ESTIMATION_CHECKS: There was an error in computing the likelihood for initial parameter values.
ESTIMATION_CHECKS: If this is not a problem with the setting of options (check the error message below),
ESTIMATION_CHECKS: you should try using the calibrated version of the model as starting values.
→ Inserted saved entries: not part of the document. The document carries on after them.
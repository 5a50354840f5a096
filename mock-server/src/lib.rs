//! In-memory stand-in for the Pocket v3 API.
//!
//! Implements the OAuth-like token exchange and the get/add/send endpoints
//! closely enough for the client's integration tests. Failures are signalled
//! the way Pocket does it: an HTTP status plus `X-Error-Code` and `X-Error`
//! headers, with an empty body.

use std::{
    collections::{BTreeMap, BTreeSet, HashMap, HashSet},
    sync::Arc,
};

use axum::{
    extract::{Query, State},
    http::{header, StatusCode},
    response::{IntoResponse, Response},
    routing::{get, post},
    Form, Json, Router,
};
use serde_json::{json, Value};
use tokio::{net::TcpListener, sync::RwLock};
use uuid::Uuid;

pub const MOCK_CONSUMER_KEY: &str = "1234-abcd1234abcd1234abcd1234";
pub const MOCK_USERNAME: &str = "pocketuser";

const STATUS_UNREAD: u8 = 0;
const STATUS_ARCHIVED: u8 = 1;
const FIRST_ITEM_ID: u64 = 1000;
const EPOCH: u64 = 1_700_000_000;

#[derive(Clone, Debug, PartialEq, Eq)]
pub struct Item {
    pub item_id: u64,
    pub url: String,
    pub title: String,
    pub favorite: bool,
    pub status: u8,
    pub tags: BTreeSet<String>,
    pub time_added: u64,
}

impl Item {
    /// Pocket's string-typed item representation. `complete` adds tags.
    pub fn to_json(&self, sort_id: usize, complete: bool) -> Value {
        let id = self.item_id.to_string();
        let mut item = json!({
            "item_id": id,
            "resolved_id": id,
            "given_url": self.url,
            "resolved_url": self.url,
            "given_title": self.title,
            "resolved_title": self.title,
            "favorite": if self.favorite { "1" } else { "0" },
            "status": self.status.to_string(),
            "time_added": self.time_added.to_string(),
            "sort_id": sort_id,
        });
        if complete {
            let tags: serde_json::Map<String, Value> = self
                .tags
                .iter()
                .map(|tag| (tag.clone(), json!({ "item_id": id, "tag": tag })))
                .collect();
            item["tags"] = Value::Object(tags);
        }
        item
    }

    fn host(&self) -> &str {
        let rest = self.url.split_once("://").map_or(self.url.as_str(), |(_, rest)| rest);
        rest.split('/').next().unwrap_or(rest)
    }
}

pub struct Store {
    consumer_key: String,
    pending_codes: HashSet<String>,
    tokens: HashMap<String, String>,
    items: BTreeMap<u64, Item>,
    next_id: u64,
    clock: u64,
}

impl Store {
    pub fn new(consumer_key: &str) -> Self {
        Self {
            consumer_key: consumer_key.to_string(),
            pending_codes: HashSet::new(),
            tokens: HashMap::new(),
            items: BTreeMap::new(),
            next_id: FIRST_ITEM_ID,
            clock: EPOCH,
        }
    }

    pub fn insert_item(&mut self, url: &str, title: &str, tags: impl IntoIterator<Item = String>) -> Item {
        self.clock += 1;
        let item = Item {
            item_id: self.next_id,
            url: url.to_string(),
            title: title.to_string(),
            favorite: false,
            status: STATUS_UNREAD,
            tags: tags.into_iter().collect(),
            time_added: self.clock,
        };
        self.next_id += 1;
        self.items.insert(item.item_id, item.clone());
        item
    }

    pub fn item(&self, item_id: u64) -> Option<&Item> {
        self.items.get(&item_id)
    }

    fn check_credentials(&self, params: &HashMap<String, String>) -> Result<(), Response> {
        if params.get("consumer_key") != Some(&self.consumer_key) {
            return Err(pocket_error(StatusCode::FORBIDDEN, 152, "Invalid consumer key."));
        }
        match params.get("access_token") {
            Some(token) if self.tokens.contains_key(token) => Ok(()),
            _ => Err(pocket_error(StatusCode::UNAUTHORIZED, 107, "Invalid access token.")),
        }
    }

    /// Applies one `/v3/send` action. Returns the per-action result flag.
    pub fn apply_action(&mut self, action: &serde_json::Map<String, Value>) -> bool {
        let text = |key: &str| action.get(key).and_then(Value::as_str);

        match text("action") {
            Some("add") => match text("url") {
                Some(url) => {
                    let tags = split_tags(text("tags").unwrap_or_default());
                    self.insert_item(url, text("title").unwrap_or_default(), tags);
                    true
                }
                None => false,
            },
            Some("tag_rename") => match (text("old_tag"), text("new_tag")) {
                (Some(old), Some(new)) => {
                    for item in self.items.values_mut() {
                        if item.tags.remove(old) {
                            item.tags.insert(new.to_string());
                        }
                    }
                    true
                }
                _ => false,
            },
            Some(kind) => {
                let Some(item_id) = text("item_id").and_then(|id| id.parse::<u64>().ok()) else {
                    return false;
                };
                if kind == "delete" {
                    return self.items.remove(&item_id).is_some();
                }
                let Some(item) = self.items.get_mut(&item_id) else {
                    return false;
                };
                let tags = split_tags(text("tags").unwrap_or_default());
                match kind {
                    "archive" => item.status = STATUS_ARCHIVED,
                    "readd" => item.status = STATUS_UNREAD,
                    "favorite" => item.favorite = true,
                    "unfavorite" => item.favorite = false,
                    "tags_add" => item.tags.extend(tags),
                    "tags_remove" => {
                        for tag in tags {
                            item.tags.remove(&tag);
                        }
                    }
                    "tags_replace" => item.tags = tags.collect(),
                    "tags_clear" => item.tags.clear(),
                    _ => return false,
                }
                true
            }
            None => false,
        }
    }

    /// Items matching the `/v3/get` filters, in the requested order.
    fn select(&self, params: &HashMap<String, String>) -> Result<Vec<&Item>, Response> {
        let param = |key: &str| params.get(key).map(String::as_str);
        let number = |key: &str| -> Result<Option<u64>, Response> {
            param(key)
                .map(|value| value.parse::<u64>())
                .transpose()
                .map_err(|_| pocket_error(StatusCode::BAD_REQUEST, 199, "Invalid numeric parameter."))
        };
        let since = number("since")?;
        let offset = number("offset")?.unwrap_or(0) as usize;
        let count = number("count")?.map(|c| c as usize);

        let mut items: Vec<&Item> = self
            .items
            .values()
            .filter(|item| match param("state").unwrap_or("unread") {
                "archive" => item.status == STATUS_ARCHIVED,
                "all" => true,
                _ => item.status == STATUS_UNREAD,
            })
            .filter(|item| match param("favorite") {
                Some("1") => item.favorite,
                Some("0") => !item.favorite,
                _ => true,
            })
            .filter(|item| match param("tag") {
                Some("_untagged_") => item.tags.is_empty(),
                Some(tag) => item.tags.contains(tag),
                None => true,
            })
            .filter(|_| param("contentType").map_or(true, |kind| kind == "article"))
            .filter(|item| param("domain").map_or(true, |domain| item.host().ends_with(domain)))
            .filter(|item| {
                param("search").map_or(true, |query| {
                    let query = query.to_lowercase();
                    item.title.to_lowercase().contains(&query) || item.url.to_lowercase().contains(&query)
                })
            })
            .filter(|item| since.map_or(true, |since| item.time_added >= since))
            .collect();

        match param("sort").unwrap_or("newest") {
            "oldest" => items.sort_by_key(|item| item.time_added),
            "title" => items.sort_by(|a, b| a.title.cmp(&b.title)),
            "site" => items.sort_by(|a, b| a.url.cmp(&b.url)),
            _ => items.sort_by(|a, b| b.time_added.cmp(&a.time_added)),
        }

        let items = items.into_iter().skip(offset);
        Ok(match count {
            Some(count) => items.take(count).collect(),
            None => items.collect(),
        })
    }
}

pub type Db = Arc<RwLock<Store>>;

fn split_tags(tags: &str) -> impl Iterator<Item = String> + '_ {
    tags.split(',')
        .map(str::trim)
        .filter(|tag| !tag.is_empty())
        .map(str::to_string)
}

/// Pocket-style failure: status plus error headers, empty body.
pub fn pocket_error(status: StatusCode, code: u32, message: &str) -> Response {
    (
        status,
        [("x-error-code", code.to_string()), ("x-error", message.to_string())],
        (),
    )
        .into_response()
}

fn form_response(body: String) -> Response {
    ([(header::CONTENT_TYPE, "application/x-www-form-urlencoded")], body).into_response()
}

pub fn app() -> Router {
    app_with_consumer_key(MOCK_CONSUMER_KEY)
}

pub fn app_with_consumer_key(consumer_key: &str) -> Router {
    let db: Db = Arc::new(RwLock::new(Store::new(consumer_key)));
    Router::new()
        .route("/v3/oauth/request", post(request_token))
        .route("/v3/oauth/authorize", post(authorize))
        .route("/v3/get", post(retrieve))
        .route("/v3/add", post(add))
        .route("/v3/send", get(send))
        .with_state(db)
}

pub async fn run(listener: TcpListener) -> Result<(), std::io::Error> {
    axum::serve(listener, app()).await
}

async fn request_token(State(db): State<Db>, Form(params): Form<HashMap<String, String>>) -> Response {
    let mut store = db.write().await;
    if params.get("consumer_key") != Some(&store.consumer_key) {
        return pocket_error(StatusCode::FORBIDDEN, 152, "Invalid consumer key.");
    }
    if params.get("redirect_uri").map_or(true, String::is_empty) {
        return pocket_error(StatusCode::BAD_REQUEST, 138, "Missing redirect url.");
    }
    let code = Uuid::new_v4().to_string();
    store.pending_codes.insert(code.clone());
    tracing::debug!(%code, "issued request token");
    form_response(format!("code={code}"))
}

async fn authorize(State(db): State<Db>, Form(params): Form<HashMap<String, String>>) -> Response {
    let mut store = db.write().await;
    if params.get("consumer_key") != Some(&store.consumer_key) {
        return pocket_error(StatusCode::FORBIDDEN, 152, "Invalid consumer key.");
    }
    let Some(code) = params.get("code").filter(|code| !code.is_empty()) else {
        return pocket_error(StatusCode::BAD_REQUEST, 182, "Missing code.");
    };
    if !store.pending_codes.remove(code) {
        return pocket_error(StatusCode::FORBIDDEN, 185, "User rejected code.");
    }
    let token = Uuid::new_v4().to_string();
    store.tokens.insert(token.clone(), MOCK_USERNAME.to_string());
    tracing::debug!(username = MOCK_USERNAME, "issued access token");
    form_response(format!("access_token={token}&username={MOCK_USERNAME}"))
}

async fn retrieve(State(db): State<Db>, Json(params): Json<HashMap<String, String>>) -> Response {
    let store = db.read().await;
    if let Err(response) = store.check_credentials(&params) {
        return response;
    }
    let items = match store.select(&params) {
        Ok(items) => items,
        Err(response) => return response,
    };
    let complete = params.get("detailType").map(String::as_str) == Some("complete");
    let list: serde_json::Map<String, Value> = items
        .iter()
        .enumerate()
        .map(|(sort_id, item)| (item.item_id.to_string(), item.to_json(sort_id, complete)))
        .collect();
    Json(json!({
        "status": 1,
        "complete": 1,
        "list": list,
        "since": store.clock,
    }))
    .into_response()
}

async fn add(State(db): State<Db>, Json(params): Json<HashMap<String, String>>) -> Response {
    let mut store = db.write().await;
    if let Err(response) = store.check_credentials(&params) {
        return response;
    }
    let Some(url) = params.get("url").filter(|url| !url.is_empty()) else {
        return pocket_error(StatusCode::BAD_REQUEST, 130, "Missing url.");
    };
    let title = params.get("title").map(String::as_str).unwrap_or_default();
    let tags = split_tags(params.get("tags").map(String::as_str).unwrap_or_default());
    let item = store.insert_item(url, title, tags);
    tracing::debug!(item_id = item.item_id, "added item");
    Json(json!({ "item": item.to_json(0, true), "status": 1 })).into_response()
}

async fn send(State(db): State<Db>, Query(params): Query<HashMap<String, String>>) -> Response {
    let mut store = db.write().await;
    if let Err(response) = store.check_credentials(&params) {
        return response;
    }
    let actions: Vec<serde_json::Map<String, Value>> =
        match params.get("actions").map(|raw| serde_json::from_str(raw)) {
            Some(Ok(actions)) => actions,
            _ => return pocket_error(StatusCode::BAD_REQUEST, 199, "Invalid actions."),
        };
    let results: Vec<bool> = actions.iter().map(|action| store.apply_action(action)).collect();
    tracing::debug!(actions = results.len(), "applied actions");
    Json(json!({ "status": 1, "action_results": results })).into_response()
}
To do
ESTIMATION_CHECKS: this, add an empty estimated_params_init-block with use_calibration option immediately before the estimation
ESTIMATION_CHECKS: command (and after the estimated_params-block so that it does not get overwritten):


Error using print_info (line 32)
Error using print_info (line 32)
Likelihood is a complex number
Error in initial_estimation_checks (line 305)
        print_info(info, DynareOptions.noprint, DynareOptions)
Error in dynare_estimation_1 (line 159)
    oo_ =
    initial_estimation_checks(objective_function,xparam1,dataset_,dataset_info,M_,estim_params_,options_,bayestopt_,bounds,oo_);
    Error in dynare_estimation (line 118)
    dynare_estimation_1(var_list,dname);
Error in codecorr.driver (line 997)
oo_recursive_=dynare_estimation(var_list_);
Error in dynare (line 278)
    evalin('base',[fname '.driver']);

This are my parameters using in initial parameter

muo=0.125;             
phi=1.45;         
phi_px=0.90;      
phi_y=0.10; 
phi_b=0.2;
rho=0.95;
zeta_GC=0;  // zeta_GC=0.4;   zeta_GC= 0.2;
estimated_params;
 muo,       beta_pdf,   0.1, 0.05;
phi_y,     gamma_pdf, 0.15, 0.05;
phi_b,     gamma_pdf, 0.2, 0.05;
rho,       beta_pdf,   0.95,  0.02;
zeta_GC,   normal_pdf, 0,     0.05;

noted that som varialbes of my data are stationary at the first difference, and somme of that are with frequance value:

Y_obs        = Y - Y(-1) + eps_Yobs;
C_obs        = C - C(-1) + eps_Cobs;
I_obs        = I + eps_Iobs;              
PX_d_obs     = PX_d + eps_pxdobs;  
U_obs        = U -U(-1) + eps_Uobs;     
b_obs        = b - b(-1) + eps_bobs;     
bstar_obs    = bstar  + eps_bsatrobs;
NX_obs = NX_ratio - NX_ratio(-1) + eps_NXobs;
Pstar_o_obs  = Pstar_o - Pstar_o(-1) + eps_Pstaroobs;

my model est linear and I used data_log.

Without the full codes it is impossible to tell.